Chávez et l’aile bureaucratique chaviste (ABC) vus par l’aile critique du chavisme (ACC)

La défaite du 2 décembre 2007 semble avoir tout remis en question au Venezuela. Ceci nous porte à croire qu’il s’agit là du commencement d’une autre nouvelle conjoncture politique pour ce pays où au niveau de la droite comme de la gauche, on assiste à une recomposition importante des forces politiques respectives. Le but : préparer les meilleures conditions pour passer à l’offensive soit pour apprivoiser soit pour détruire l’ennemi politique. Selon notre analyse, l’événement déclencheur de cette nouvelle conjoncture politique se trouve dans le constat suivant : la défaite de Chávez ce 2 décembre 2007 a fait voir à la droite vénézuélienne qu’il est possible de vaincre Chávez par la voie électorale ; tandis que la gauche s’est rendu compte que Chávez n’est pas le leader infaillible qu’elle croyait encore tout récemment. Au Venezuela, un mythe est ainsi tombé.

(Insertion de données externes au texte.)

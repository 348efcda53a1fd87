//! Pipeline orchestration for JSON comparisons.
//!
//! This module provides the shared load → diff → report workflow used by
//! the CLI command handlers.

mod diff_stage;
mod output;
mod parse;
mod report_stage;

pub use diff_stage::compute_diff;
pub use output::{auto_detect_format, should_use_color, write_output, OutputTarget};
pub use parse::{load_json_with_context, LoadedDocument};
pub use report_stage::output_report;

/// Structured pipeline error types for better diagnostics.
#[derive(Debug, thiserror::Error)]
pub enum PipelineError {
    /// Failed to read or parse a JSON document
    #[error("Parse failed for {path}: {source}")]
    ParseFailed {
        path: String,
        source: anyhow::Error,
    },

    /// Diff computation failed
    #[error("Diff failed: {source}")]
    DiffFailed {
        #[source]
        source: anyhow::Error,
    },

    /// Report generation or output failed
    #[error("Report failed: {source}")]
    ReportFailed {
        #[source]
        source: anyhow::Error,
    },
}

/// Exit codes for CI/CD integration
pub mod exit_codes {
    /// Success - no differences (or failure flags not set)
    pub const SUCCESS: i32 = 0;
    /// Differences were detected with --fail-on-change
    pub const CHANGES_DETECTED: i32 = 1;
    /// Critical differences were detected with --fail-on-critical
    pub const CRITICAL_DIFFS: i32 = 2;
    /// An error occurred
    pub const ERROR: i32 = 3;
}
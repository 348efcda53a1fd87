//! Diff command handler.
//!
//! Implements the `diff` subcommand for comparing two JSON documents.

use crate::config::{DiffConfig, Validatable};
use crate::diff::ComparisonResult;
use crate::pipeline::{compute_diff, exit_codes, load_json_with_context, output_report};
use anyhow::Result;

/// Run the diff command, returning the desired exit code.
///
/// The caller is responsible for calling `std::process::exit()` with the
/// returned code when it is non-zero.
#[allow(clippy::needless_pass_by_value)]
pub fn run_diff(config: DiffConfig) -> Result<i32> {
    let quiet = config.behavior.quiet;

    let problems = config.validate();
    if let Some(first) = problems.first() {
        for problem in &problems[1..] {
            tracing::warn!("Invalid configuration: {}", problem);
        }
        anyhow::bail!("Invalid configuration: {first}");
    }

    let pointer = config.pointer.as_deref();
    let left = load_json_with_context(&config.paths.left, pointer, quiet)?;
    let right = load_json_with_context(&config.paths.right, pointer, quiet)?;

    let result = compute_diff(&config, &left.value, &right.value)?;
    let exit_code = determine_exit_code(&config, &result);

    output_report(&config, &result, &left.origin, &right.origin)?;

    Ok(exit_code)
}

/// Determine the appropriate exit code based on diff results and config flags.
fn determine_exit_code(config: &DiffConfig, result: &ComparisonResult) -> i32 {
    if config.behavior.fail_on_critical && result.summary.critical_diffs > 0 {
        return exit_codes::CRITICAL_DIFFS;
    }
    if config.behavior.fail_on_change && result.has_changes() {
        return exit_codes::CHANGES_DETECTED;
    }
    exit_codes::SUCCESS
}

#[cfg(test)]
mod tests {
    use super::*;
    use crate::config::DiffConfigBuilder;
    use crate::diff::compare_json_data;
    use serde_json::json;
    use std::path::PathBuf;

    fn builder() -> DiffConfigBuilder {
        DiffConfigBuilder::new()
            .left_path(PathBuf::from("left.json"))
            .right_path(PathBuf::from("right.json"))
    }

    #[test]
    fn test_exit_code_defaults_to_success() {
        let config = builder().build().unwrap();
        let result = compare_json_data(&json!({"id": 1}), &json!({"id": 2}), false);
        assert_eq!(determine_exit_code(&config, &result), exit_codes::SUCCESS);
    }

    #[test]
    fn test_exit_code_fail_on_change() {
        let config = builder().fail_on_change(true).build().unwrap();
        let changed = compare_json_data(&json!({"title": "a"}), &json!({"title": "b"}), false);
        let same = compare_json_data(&json!({"title": "a"}), &json!({"title": "a"}), false);
        assert_eq!(determine_exit_code(&config, &changed), exit_codes::CHANGES_DETECTED);
        assert_eq!(determine_exit_code(&config, &same), exit_codes::SUCCESS);
    }

    #[test]
    fn test_exit_code_critical_wins() {
        let config = builder()
            .fail_on_change(true)
            .fail_on_critical(true)
            .build()
            .unwrap();
        let critical = compare_json_data(&json!({"status": 200}), &json!({"status": 500}), false);
        let minor = compare_json_data(&json!({"title": "a"}), &json!({"title": "b"}), false);
        assert_eq!(determine_exit_code(&config, &critical), exit_codes::CRITICAL_DIFFS);
        assert_eq!(determine_exit_code(&config, &minor), exit_codes::CHANGES_DETECTED);
    }

    #[test]
    fn test_run_diff_rejects_missing_files() {
        let config = builder()
            .left_path(PathBuf::from("/nonexistent/left.json"))
            .quiet(true)
            .build()
            .unwrap();
        let err = run_diff(config).unwrap_err();
        assert!(err.to_string().contains("paths.left"));
    }
}
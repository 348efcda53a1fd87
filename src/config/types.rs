//! Configuration types for jsondiff-tools operations.
//!
//! Provides structured configuration for diff and score operations.

use crate::diff::Severity;
use crate::matching::{ArrayMatchConfig, AssignmentMethod};
use crate::reports::ReportFormat;
use schemars::JsonSchema;
use serde::{Deserialize, Serialize};
use std::path::PathBuf;

// ============================================================================
// Unified Application Configuration
// ============================================================================

/// Unified application configuration that can be loaded from CLI args or config files.
///
/// CLI arguments override values loaded from a config file.
#[derive(Debug, Clone, Default, Serialize, Deserialize, JsonSchema)]
#[serde(default)]
pub struct AppConfig {
    /// Matching configuration (array mode, thresholds, presets)
    pub matching: MatchingConfig,
    /// Output configuration (format, file, colors)
    pub output: OutputConfig,
    /// Filtering options
    pub filtering: FilterConfig,
    /// Behavior flags
    pub behavior: BehaviorConfig,
}

impl AppConfig {
    /// Create a new `AppConfig` with default values.
    #[must_use]
    pub fn new() -> Self {
        Self::default()
    }

    /// Create an `AppConfig` builder.
    pub fn builder() -> AppConfigBuilder {
        AppConfigBuilder::default()
    }
}

// ============================================================================
// Builder for AppConfig
// ============================================================================

/// Builder for constructing `AppConfig` with fluent API.
#[derive(Debug, Default)]
#[must_use]
pub struct AppConfigBuilder {
    config: AppConfig,
}

impl AppConfigBuilder {
    /// Compare arrays positionally.
    pub const fn order_sensitive(mut self, order_sensitive: bool) -> Self {
        self.config.matching.order_sensitive = order_sensitive;
        self
    }

    /// Set the matching preset.
    pub fn matching_preset(mut self, preset: impl Into<String>) -> Self {
        self.config.matching.preset = preset.into();
        self
    }

    /// Set the acceptance threshold.
    pub const fn matching_threshold(mut self, threshold: f64) -> Self {
        self.config.matching.threshold = Some(threshold);
        self
    }

    /// Set the array assignment method.
    pub const fn assignment(mut self, assignment: AssignmentMethod) -> Self {
        self.config.matching.assignment = assignment;
        self
    }

    /// Set the maximum comparison depth.
    pub const fn max_depth(mut self, max_depth: Option<usize>) -> Self {
        self.config.matching.max_depth = max_depth;
        self
    }

    /// Set the output format.
    pub const fn output_format(mut self, format: ReportFormat) -> Self {
        self.config.output.format = format;
        self
    }

    /// Set the output file.
    pub fn output_file(mut self, file: Option<PathBuf>) -> Self {
        self.config.output.file = file;
        self
    }

    /// Disable colored output.
    pub const fn no_color(mut self, no_color: bool) -> Self {
        self.config.output.no_color = no_color;
        self
    }

    /// Set the minimum reported severity.
    pub const fn min_severity(mut self, severity: Option<Severity>) -> Self {
        self.config.filtering.min_severity = severity;
        self
    }

    /// Enable fail-on-change mode.
    pub const fn fail_on_change(mut self, fail: bool) -> Self {
        self.config.behavior.fail_on_change = fail;
        self
    }

    /// Enable fail-on-critical mode.
    pub const fn fail_on_critical(mut self, fail: bool) -> Self {
        self.config.behavior.fail_on_critical = fail;
        self
    }

    /// Enable quiet mode.
    pub const fn quiet(mut self, quiet: bool) -> Self {
        self.config.behavior.quiet = quiet;
        self
    }

    /// Build the `AppConfig`.
    #[must_use]
    pub fn build(self) -> AppConfig {
        self.config
    }
}

// ============================================================================
// Command-specific Configuration Types
// ============================================================================

/// Configuration for diff operations
#[derive(Debug, Clone)]
pub struct DiffConfig {
    /// Documents to compare
    pub paths: DiffPaths,
    /// JSON Pointer selecting the compared sub-document on both sides
    pub pointer: Option<String>,
    /// Output configuration
    pub output: OutputConfig,
    /// Matching configuration
    pub matching: MatchingConfig,
    /// Filtering options
    pub filtering: FilterConfig,
    /// Behavior flags
    pub behavior: BehaviorConfig,
}

/// Paths for diff operation. `-` reads from stdin.
#[derive(Debug, Clone)]
pub struct DiffPaths {
    /// Path to the left (baseline) document
    pub left: PathBuf,
    /// Path to the right (candidate) document
    pub right: PathBuf,
}

/// Configuration for score operations
#[derive(Debug, Clone)]
pub struct ScoreConfig {
    /// Documents to score
    pub paths: DiffPaths,
    /// JSON Pointer selecting the scored sub-document on both sides
    pub pointer: Option<String>,
    /// Print the per-key score breakdown
    pub explain: bool,
    /// Print the result as JSON
    pub json: bool,
    /// Matching configuration (scorer weights)
    pub matching: MatchingConfig,
    /// Suppress progress logging
    pub quiet: bool,
}

// ============================================================================
// Sub-configuration Types
// ============================================================================

/// Output-related configuration.
#[derive(Debug, Clone, Serialize, Deserialize, JsonSchema)]
#[serde(default)]
pub struct OutputConfig {
    /// Output format
    pub format: ReportFormat,
    /// Output file path (None for stdout)
    #[serde(skip_serializing_if = "Option::is_none")]
    pub file: Option<PathBuf>,
    /// Disable colored output
    pub no_color: bool,
    /// Pretty-print JSON reports
    pub pretty: bool,
}

impl Default for OutputConfig {
    fn default() -> Self {
        Self {
            format: ReportFormat::Auto,
            file: None,
            no_color: false,
            pretty: true,
        }
    }
}

/// Matching and comparison configuration.
#[derive(Debug, Clone, Serialize, Deserialize, JsonSchema)]
#[serde(default)]
pub struct MatchingConfig {
    /// Compare arrays positionally instead of pairing elements by content
    pub order_sensitive: bool,
    /// Matching preset name: "balanced", "strict" or "lenient"
    pub preset: String,
    /// Custom acceptance threshold (overrides preset)
    #[serde(skip_serializing_if = "Option::is_none")]
    #[schemars(range(min = 0.0, max = 1.0))]
    pub threshold: Option<f64>,
    /// Array element assignment method
    pub assignment: AssignmentMethod,
    /// Descend into pairings whose similarity saturates at 1.0
    pub descend_saturated_matches: bool,
    /// Maximum nesting depth to compare (None for unlimited)
    #[serde(skip_serializing_if = "Option::is_none")]
    #[schemars(range(min = 1))]
    pub max_depth: Option<usize>,
}

impl Default for MatchingConfig {
    fn default() -> Self {
        Self {
            order_sensitive: false,
            preset: "balanced".to_string(),
            threshold: None,
            assignment: AssignmentMethod::Greedy,
            descend_saturated_matches: false,
            max_depth: None,
        }
    }
}

impl MatchingConfig {
    /// Convert preset name to `ArrayMatchConfig`
    #[must_use]
    pub fn to_array_match_config(&self) -> ArrayMatchConfig {
        let mut config = ArrayMatchConfig::from_preset(&self.preset).unwrap_or_else(|| {
            tracing::warn!(
                "Unknown matching preset '{}', using 'balanced'. Valid: strict, balanced, lenient",
                self.preset
            );
            ArrayMatchConfig::balanced()
        });

        // Apply custom threshold if specified
        if let Some(threshold) = self.threshold {
            config = config.with_threshold(threshold);
        }

        config.assignment = self.assignment;
        config.descend_saturated_matches = self.descend_saturated_matches;
        config
    }
}

/// Filtering options for diff results
#[derive(Debug, Clone, Default, Serialize, Deserialize, JsonSchema)]
#[serde(default)]
pub struct FilterConfig {
    /// Write no report when the documents are identical
    pub only_changes: bool,
    /// Minimum severity of reported differences
    #[serde(skip_serializing_if = "Option::is_none")]
    pub min_severity: Option<Severity>,
}

/// Behavior flags
#[derive(Debug, Clone, Default, Serialize, Deserialize, JsonSchema)]
#[serde(default)]
pub struct BehaviorConfig {
    /// Exit with code 1 if any difference is reported
    pub fail_on_change: bool,
    /// Exit with code 2 if a critical difference is reported
    pub fail_on_critical: bool,
    /// Suppress progress logging
    pub quiet: bool,
}

// ============================================================================
// Builder for DiffConfig
// ============================================================================

/// Builder for `DiffConfig`
#[derive(Debug, Default)]
pub struct DiffConfigBuilder {
    left: Option<PathBuf>,
    right: Option<PathBuf>,
    pointer: Option<String>,
    output: OutputConfig,
    matching: MatchingConfig,
    filtering: FilterConfig,
    behavior: BehaviorConfig,
}

impl DiffConfigBuilder {
    #[must_use]
    pub fn new() -> Self {
        Self::default()
    }

    /// Start from the sections of an application config.
    #[must_use]
    pub fn from_app_config(config: AppConfig) -> Self {
        Self {
            output: config.output,
            matching: config.matching,
            filtering: config.filtering,
            behavior: config.behavior,
            ..Self::default()
        }
    }

    #[must_use]
    pub fn left_path(mut self, path: PathBuf) -> Self {
        self.left = Some(path);
        self
    }

    #[must_use]
    pub fn right_path(mut self, path: PathBuf) -> Self {
        self.right = Some(path);
        self
    }

    #[must_use]
    pub fn pointer(mut self, pointer: Option<String>) -> Self {
        self.pointer = pointer;
        self
    }

    #[must_use]
    pub const fn output_format(mut self, format: ReportFormat) -> Self {
        self.output.format = format;
        self
    }

    #[must_use]
    pub fn output_file(mut self, file: Option<PathBuf>) -> Self {
        self.output.file = file;
        self
    }

    #[must_use]
    pub const fn no_color(mut self, no_color: bool) -> Self {
        self.output.no_color = no_color;
        self
    }

    #[must_use]
    pub const fn order_sensitive(mut self, order_sensitive: bool) -> Self {
        self.matching.order_sensitive = order_sensitive;
        self
    }

    #[must_use]
    pub fn matching_preset(mut self, preset: String) -> Self {
        self.matching.preset = preset;
        self
    }

    #[must_use]
    pub const fn matching_threshold(mut self, threshold: Option<f64>) -> Self {
        self.matching.threshold = threshold;
        self
    }

    #[must_use]
    pub const fn assignment(mut self, assignment: AssignmentMethod) -> Self {
        self.matching.assignment = assignment;
        self
    }

    #[must_use]
    pub const fn max_depth(mut self, max_depth: Option<usize>) -> Self {
        self.matching.max_depth = max_depth;
        self
    }

    #[must_use]
    pub const fn only_changes(mut self, only: bool) -> Self {
        self.filtering.only_changes = only;
        self
    }

    #[must_use]
    pub const fn min_severity(mut self, severity: Option<Severity>) -> Self {
        self.filtering.min_severity = severity;
        self
    }

    #[must_use]
    pub const fn fail_on_change(mut self, fail: bool) -> Self {
        self.behavior.fail_on_change = fail;
        self
    }

    #[must_use]
    pub const fn fail_on_critical(mut self, fail: bool) -> Self {
        self.behavior.fail_on_critical = fail;
        self
    }

    #[must_use]
    pub const fn quiet(mut self, quiet: bool) -> Self {
        self.behavior.quiet = quiet;
        self
    }

    pub fn build(self) -> anyhow::Result<DiffConfig> {
        let left = self
            .left
            .ok_or_else(|| anyhow::anyhow!("left path is required"))?;
        let right = self
            .right
            .ok_or_else(|| anyhow::anyhow!("right path is required"))?;

        Ok(DiffConfig {
            paths: DiffPaths { left, right },
            pointer: self.pointer,
            output: self.output,
            matching: self.matching,
            filtering: self.filtering,
            behavior: self.behavior,
        })
    }
}
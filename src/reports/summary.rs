//! Summary report generator for shell output.
//!
//! Provides a compact, human-readable summary for terminal usage.

use super::{ReportConfig, ReportError, ReportFormat, ReportGenerator};
use crate::diff::{ComparisonResult, DiffItem, DiffType, Severity};
use crate::model::display_path;

/// Apply ANSI color formatting if colored output is enabled.
fn ansi_color(text: &str, color: &str, colored: bool) -> String {
    if colored {
        match color {
            "red" => format!("\x1b[31m{text}\x1b[0m"),
            "green" => format!("\x1b[32m{text}\x1b[0m"),
            "yellow" => format!("\x1b[33m{text}\x1b[0m"),
            "magenta" => format!("\x1b[35m{text}\x1b[0m"),
            "cyan" => format!("\x1b[36m{text}\x1b[0m"),
            "bold" => format!("\x1b[1m{text}\x1b[0m"),
            "dim" => format!("\x1b[2m{text}\x1b[0m"),
            _ => text.to_string(),
        }
    } else {
        text.to_string()
    }
}

const fn severity_color(severity: Severity) -> &'static str {
    match severity {
        Severity::Critical => "magenta",
        Severity::High => "red",
        Severity::Medium => "yellow",
        Severity::Low => "dim",
    }
}

const fn diff_marker(diff_type: DiffType) -> (&'static str, &'static str) {
    match diff_type {
        DiffType::Extra => ("+", "green"),
        DiffType::Missing => ("-", "red"),
        DiffType::Changed => ("~", "yellow"),
        DiffType::TypeChanged => ("!", "red"),
    }
}

/// Summary reporter for shell output
pub struct SummaryReporter {
    /// Use colored output
    colored: bool,
}

impl SummaryReporter {
    /// Create a new summary reporter
    #[must_use]
    pub const fn new() -> Self {
        Self { colored: true }
    }

    /// Disable colored output
    #[must_use]
    pub const fn no_color(mut self) -> Self {
        self.colored = false;
        self
    }

    fn color(&self, text: &str, color: &str) -> String {
        ansi_color(text, color, self.colored)
    }

    fn count_line(&self, count: usize, marker: &str, color: &str, label: &str) -> Option<String> {
        (count > 0).then(|| {
            format!(
                "  {} {label}",
                self.color(&format!("{marker}{count}"), color)
            )
        })
    }

    fn diff_line(&self, item: &DiffItem) -> String {
        let (marker, color) = diff_marker(item.diff_type);
        format!(
            "  {} {} {}  {}",
            self.color(marker, color),
            self.color(
                &format!("[{}]", item.severity),
                severity_color(item.severity)
            ),
            display_path(&item.path),
            item.description
        )
    }
}

impl Default for SummaryReporter {
    fn default() -> Self {
        Self::new()
    }
}

impl ReportGenerator for SummaryReporter {
    fn generate_diff_report(
        &self,
        result: &ComparisonResult,
        config: &ReportConfig,
    ) -> Result<String, ReportError> {
        let mut lines = Vec::new();
        let summary = &result.summary;

        // Header
        let title = config.title.as_deref().unwrap_or("JSON Diff Summary");
        lines.push(self.color(title, "bold"));
        lines.push(self.color("─".repeat(40).as_str(), "dim"));

        // File info
        let left = config.metadata.left_path.as_deref().unwrap_or("left");
        let right = config.metadata.right_path.as_deref().unwrap_or("right");
        lines.push(format!("{}  {left} → {right}", self.color("Files:", "cyan")));
        if let Some(pointer) = config.metadata.pointer.as_deref() {
            lines.push(format!("{}  {pointer}", self.color("Pointer:", "cyan")));
        }
        lines.push(format!(
            "{}  {} total, {} identical",
            self.color("Fields:", "cyan"),
            summary.total_fields,
            summary.identical_fields
        ));

        lines.push(String::new());

        // Changes
        lines.push(self.color("Changes:", "bold"));
        if result.identical {
            lines.push(format!("  {}", self.color("No differences", "dim")));
            return Ok(lines.join("\n"));
        }

        lines.extend(
            [
                self.count_line(summary.extra_fields, "+", "green", "extra"),
                self.count_line(summary.missing_fields, "-", "red", "missing"),
                self.count_line(summary.different_fields, "~", "yellow", "changed"),
            ]
            .into_iter()
            .flatten(),
        );

        // Severity
        lines.push(String::new());
        lines.push(self.color("Severity:", "bold"));
        for severity in [
            Severity::Critical,
            Severity::High,
            Severity::Medium,
            Severity::Low,
        ] {
            let count = summary.count_for(severity);
            if count > 0 {
                let label = format!("{}: {count}", capitalize(severity.as_str()));
                lines.push(format!("  {}", self.color(&label, severity_color(severity))));
            }
        }

        // Differences
        lines.push(String::new());
        lines.push(self.color("Differences:", "bold"));
        let limit = config.max_items.unwrap_or(usize::MAX);
        lines.extend(
            result
                .differences
                .iter()
                .take(limit)
                .map(|item| self.diff_line(item)),
        );
        let hidden = result.differences.len().saturating_sub(limit);
        if hidden > 0 {
            lines.push(format!(
                "  {}",
                self.color(&format!("... and {hidden} more"), "dim")
            ));
        }

        Ok(lines.join("\n"))
    }

    fn format(&self) -> ReportFormat {
        ReportFormat::Summary
    }
}

fn capitalize(word: &str) -> String {
    let mut chars = word.chars();
    chars.next().map_or_else(String::new, |first| {
        first.to_uppercase().chain(chars).collect()
    })
}

#[cfg(test)]
mod tests {
    use super::*;
    use crate::diff::compare_json_data;
    use serde_json::json;

    fn plain_report(result: &ComparisonResult, config: &ReportConfig) -> String {
        SummaryReporter::new()
            .no_color()
            .generate_diff_report(result, config)
            .unwrap()
    }

    #[test]
    fn test_identical_summary() {
        let result = compare_json_data(&json!({"a": 1}), &json!({"a": 1}), false);
        let report = plain_report(&result, &ReportConfig::default());
        assert!(report.contains("No differences"));
        assert!(!report.contains("Severity:"));
    }

    #[test]
    fn test_summary_lists_differences() {
        let result = compare_json_data(
            &json!({"user": {"id": 1}, "title": "a"}),
            &json!({"user": {"id": 2}, "extra": true}),
            false,
        );
        let report = plain_report(&result, &ReportConfig::for_documents("a.json", "b.json"));

        assert!(report.contains("a.json → b.json"));
        assert!(report.contains("Critical: 1"));
        assert!(report.contains("~ [critical] user.id  Value changed from '1' to '2'"));
        assert!(report.contains("- [low] title"));
        assert!(report.contains("+ [low] extra"));
        assert!(!report.contains("\x1b["));
    }

    #[test]
    fn test_root_path_label() {
        let result = compare_json_data(&json!(5), &json!("5"), false);
        let report = plain_report(&result, &ReportConfig::default());
        assert!(report.contains("! [high] (root)"));
    }

    #[test]
    fn test_max_items() {
        let result = compare_json_data(&json!([1, 2, 3]), &json!([4, 5, 6]), true);
        let config = ReportConfig {
            max_items: Some(1),
            ..ReportConfig::default()
        };
        let report = plain_report(&result, &config);
        assert!(report.contains("... and 2 more"));
    }

    #[test]
    fn test_colored_output() {
        let result = compare_json_data(&json!({"a": 1}), &json!({"a": 2}), false);
        let report = SummaryReporter::new()
            .generate_diff_report(&result, &ReportConfig::default())
            .unwrap();
        assert!(report.contains("\x1b[1m"));
    }
}
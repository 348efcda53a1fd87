//! Semantic diff engine for JSON documents.
//!
//! The engine walks two values in parallel and reports differences at the
//! paths where they occur:
//!
//! - objects are compared member by member (left keys first, then keys
//!   that only exist on the right);
//! - arrays are compared either positionally or, by default, by pairing
//!   elements on content similarity so reordered items are not reported;
//! - values of different runtime types produce a single `type-changed`
//!   difference and are not descended into.
//!
//! Every difference carries a severity derived from keywords in its path,
//! and the collected list is summarized into field counts.
//!
//! # Example
//!
//! ```ignore
//! use jsondiff_tools::diff::{compare_json_data, DiffEngine};
//!
//! let result = compare_json_data(&left, &right, false);
//! assert_eq!(result.identical, result.differences.is_empty());
//!
//! // With a depth limit and optimal array assignment:
//! let engine = DiffEngine::new()
//!     .with_max_depth(64)
//!     .with_matching_config(ArrayMatchConfig::balanced().with_assignment(AssignmentMethod::Optimal));
//! let result = engine.compare(&left, &right)?;
//! ```

mod aggregate;
mod comparator;
mod engine;
mod engine_matching;
mod result;
mod severity;

pub use aggregate::aggregate;
pub use engine::{compare_json_data, DiffEngine};
pub use engine_matching::{ArrayAlignment, ArrayMatcher, MatchedPair};
pub use result::{ComparisonResult, DiffItem, DiffSummary, DiffType, Severity};
pub use severity::classify_severity;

Pour le cas qui nous occupe nous observons qu’au Venezuela, ce mythe tombant, tout un processus de critique s’ouvre à l’intérieur du chavisme ; rien n’est épargné. Un fait se dévoile ainsi à l’horizon : la recomposition des forces à l’intérieur du chavisme passe inévitablement par une collision de taille entre l’ABC et l’ACC. Deux tendances qui, il nous semble, cuvaient leurs différences depuis longtemps. De là, l’âpreté dans leur affrontement.

Nous allons tenter, dans ce qui suit, de dresser un portrait du conflit entre les tendances à l’intérieur du chavisme pour ensuite donner un aperçu du développement probable de l’alliance de Chávez et le chavisme dans la nouvelle conjoncture politique vénézuélienne. Afin de réussir ces objectifs, nous avons fait une lecture attentive de 50 articles ayant trait au thème qui nous occupe. De ces textes, nous avons choisi un échantillon de 10 auteurs, analystes, militant(e)s et sympathisant(e)s, du chavisme. À notre avis, ces points de vue synthétisent bien notre problématique générale et donnent, aussi, une vision concrète de la critique venant de la part de l’ACC à l’ABC. Notons que ces articles ont été, principalement, recueillis dans le site web Aporrea du Venezuela.

Quelle critique l’ACC formule-t-elle envers l’ABC ?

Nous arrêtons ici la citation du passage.